These venerable piles are all deserted; no more their ancient rafters ring to the song of

Propria quae maribus had a little dog; Quid esse was his name.

Sucking Southerners have ceased with tottering steps there solemnly and studiously to pass over the Pons Asinorum. The ardent youths have all gone to the wars; and the no less ardent Faculties have thrown away their spectacles and followed suit. This, it must be allowed, is a classical collapse and a mathematical mischance, and a sad stroke to Sacred Theology; and especially to that branch of the latter upon which the Divine Institution of Slavery is builded. Heretofore, it must be confessed, the Patriarchs have leaned upon learning to the extent of their acquirements. They have flogged and begotten yellow bastards, and then sold them not with caution covert, but in market overt, without a misgiving; and they have done this upon strict Abrahamic principles partly, and partly because the Greeks and Romans did so, to say nothing of the Barbarians.

But now ethnology, chronology, philology and archaeology have all come to grief in these demesnes which they once did so illustrate; and Dr. Fuller, if he really does want to serve the cause, should at once convert his useless lexicons and chrestomathies into cartridges, and give his whole stack of ancient sermons to the same sacred service. What is a classical point to a Colt's pistol? a text to a trumpet? the Sacred [174] Canon to a rifled-cannon? Philemon to fighting? why bother about Ham when you have a chance to hammer the heads of the confoundedly illiterate Yankee Doodles?

To be sure, it may be urged, that whereas the Southern neophytes and other students have heretofore mainly resorted for polish and illumination to Northern seminaries, it is not wise, since they can no longer do so, to permit the Southern rills of learning, however thread-like, to be choked. We take a different ground. The South is fighting for the sweet satisfaction of continuing in a semi-barbaric condition, It is attempting to found a republic, not upon knowledge, but knavery. It means to ignore the Law of God, sometimes called the Higher Law, and why should it study theology? It intends to trample upon the rights of man, and what has it to do with law natural, civil or common? It has surrendered itself to a coarse and bestial inhumanity, and why should it crave the sweet influences of philosophy and of poetry? It has need to study but one science — the science of oppression-and the hard human heart, in that branch of learning, has in all ages been its own best teacher. It scoffs at all which has made the Nineteenth Century the cultured child of the past and the hopeful mother of the ages to come; and of what value to such a nation will be the record of human triumphs or of human reverses? Why should it waste its time and treasure in the erection of stately colleges and academic cloisters, when to the brutal eye of its wealthiest citizens the finest architecture [175] is to be found in slave-huts and barracoons? why should it gather together libraries when there is not one printed book of value in this world, which is not an uncompromising reproach of that hideous social system, and an irrefragable argument against its possible perpetuity?
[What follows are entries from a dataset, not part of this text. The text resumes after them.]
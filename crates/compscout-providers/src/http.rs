//! Request plumbing shared by the gateway and chat clients.

use std::time::Duration;

use reqwest::{Client, Response, StatusCode, Url};
use serde::de::DeserializeOwned;

use crate::error::ClientError;

/// Builds a `reqwest::Client` with the configured timeout and `User-Agent`.
pub(crate) fn build_client(timeout_secs: u64, user_agent: &str) -> Result<Client, ClientError> {
    Client::builder()
        .timeout(Duration::from_secs(timeout_secs))
        .connect_timeout(Duration::from_secs(10))
        .user_agent(user_agent)
        .build()
        .map_err(ClientError::Http)
}

/// Validates `base_url` and returns it without a trailing slash, so paths can
/// be appended with `format!("{base}/path")`.
pub(crate) fn normalise_base_url(base_url: &str) -> Result<String, ClientError> {
    let trimmed = base_url.trim().trim_end_matches('/');
    let parsed = Url::parse(trimmed).map_err(|e| ClientError::InvalidBaseUrl {
        base_url: base_url.to_owned(),
        reason: e.to_string(),
    })?;
    if !matches!(parsed.scheme(), "http" | "https") {
        return Err(ClientError::InvalidBaseUrl {
            base_url: base_url.to_owned(),
            reason: format!("unsupported scheme {}", parsed.scheme()),
        });
    }
    Ok(trimmed.to_owned())
}

/// Maps non-2xx responses to typed errors. 401 and 403 both mean the
/// credentials were refused.
pub(crate) fn check_status(response: Response) -> Result<Response, ClientError> {
    let status = response.status();
    if status == StatusCode::UNAUTHORIZED || status == StatusCode::FORBIDDEN {
        return Err(ClientError::Unauthorized {
            url: response.url().to_string(),
        });
    }
    if !status.is_success() {
        return Err(ClientError::UnexpectedStatus {
            status: status.as_u16(),
            url: response.url().to_string(),
        });
    }
    Ok(response)
}

/// Reads the body as text and decodes it, naming `context` on failure.
pub(crate) async fn read_json<T: DeserializeOwned>(
    response: Response,
    context: impl FnOnce() -> String,
) -> Result<T, ClientError> {
    let body = response.text().await?;
    serde_json::from_str(&body).map_err(|e| ClientError::Deserialize {
        context: context(),
        source: e,
    })
}

#[cfg(test)]
mod tests {
    use super::*;

    #[test]
    fn base_url_loses_trailing_slashes() {
        assert_eq!(
            normalise_base_url("http://localhost:8080//").unwrap(),
            "http://localhost:8080"
        );
        assert_eq!(
            normalise_base_url("https://api.openai.com/v1/").unwrap(),
            "https://api.openai.com/v1"
        );
    }

    #[test]
    fn base_url_must_be_http() {
        assert!(matches!(
            normalise_base_url("not a url"),
            Err(ClientError::InvalidBaseUrl { .. })
        ));
        assert!(matches!(
            normalise_base_url("ftp://files.example"),
            Err(ClientError::InvalidBaseUrl { .. })
        ));
    }
}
No: in a slaveholding Republic ignorance is bliss, and enlightenment must bring the torture of remorse and the trembling of fear. The prototype of the Southern slaveholder is the African King, who, gleaming with palm-oil and glorious in a painted skin, drives down to the shore his squalid files of shivering captives, and sells them to tho missionary of civilization, whose pirate bark is anchored in the offing. The Monarch of Dahomey is the real founder of the Confederate States of America. Their enlightenment, their theology, their civilization, their political economy, have all been learned of that hideous and howling savage; and all they are, and all they pretend to be, and all they care to be, the barbarians of the Slave Coast have been before them.

Yes: they do well to give up their colleges; they will give up their churches next — and then — who knows?--perhaps their clothes! Given the independence of the Southern Confederacy, and who can assure us that within a century the governor of South Carolina will not kneel upon his naked knees, in all the splendor of a tattooed skin to adore some dirty little fetish idol? Nations that have been civilized, and have lapsed into semi-civilization, are quite [176] as likely to fall still farther backward as to go forward; and there is a Power presiding over the world's affairs which can blight as well as build up, and which has declared that they who causelessly take up the sword, by the sword shall perish.

Southern statesmen and soldiers, unless the downfall which we have indicated shall be utterly precipitate, will learn in time that one idea of genuine political equity is worth all the armies of Xerxes or Napoleon. The faith of the slaveholder is force, and so is his philosophy. Hence his notion of a well-armed soldier is of one who carries “one sword, two five-shooters, and a carbine.” This is actually the equipment proposed in The Richmond Whig for 10,000 men who are “to carry fire and sword into the Free States.” Why not add a full suit of chain-mail, a bow with arrows, a tomahawk, a scalping-knife, a lance, a dagger and a sword-cane! This idea of making a traveling arsenal of a soldier, is like a stage-manager's notion of a pirate, who is invariably sent before the audience bending beneath weapons, offensive and defensive. It is an old-fashioned, barbarous conceit quite worthy of a people which has given up its universities and colleges. It is not by any means certain that we shall not have war-paint next; or, perhaps, imitations of those terrific pasteboard dragoons, wherewithal the unfortunate Chinese did not scare away the forces of the British Empire. The number of weapons which the stoutest and most alert soldier can effectively use, even in carrying fire and sword, is limited; and we advise [177] the Ten Thousand to restrict themselves to single blades and a box of friction-matches for each.

August 9 1861.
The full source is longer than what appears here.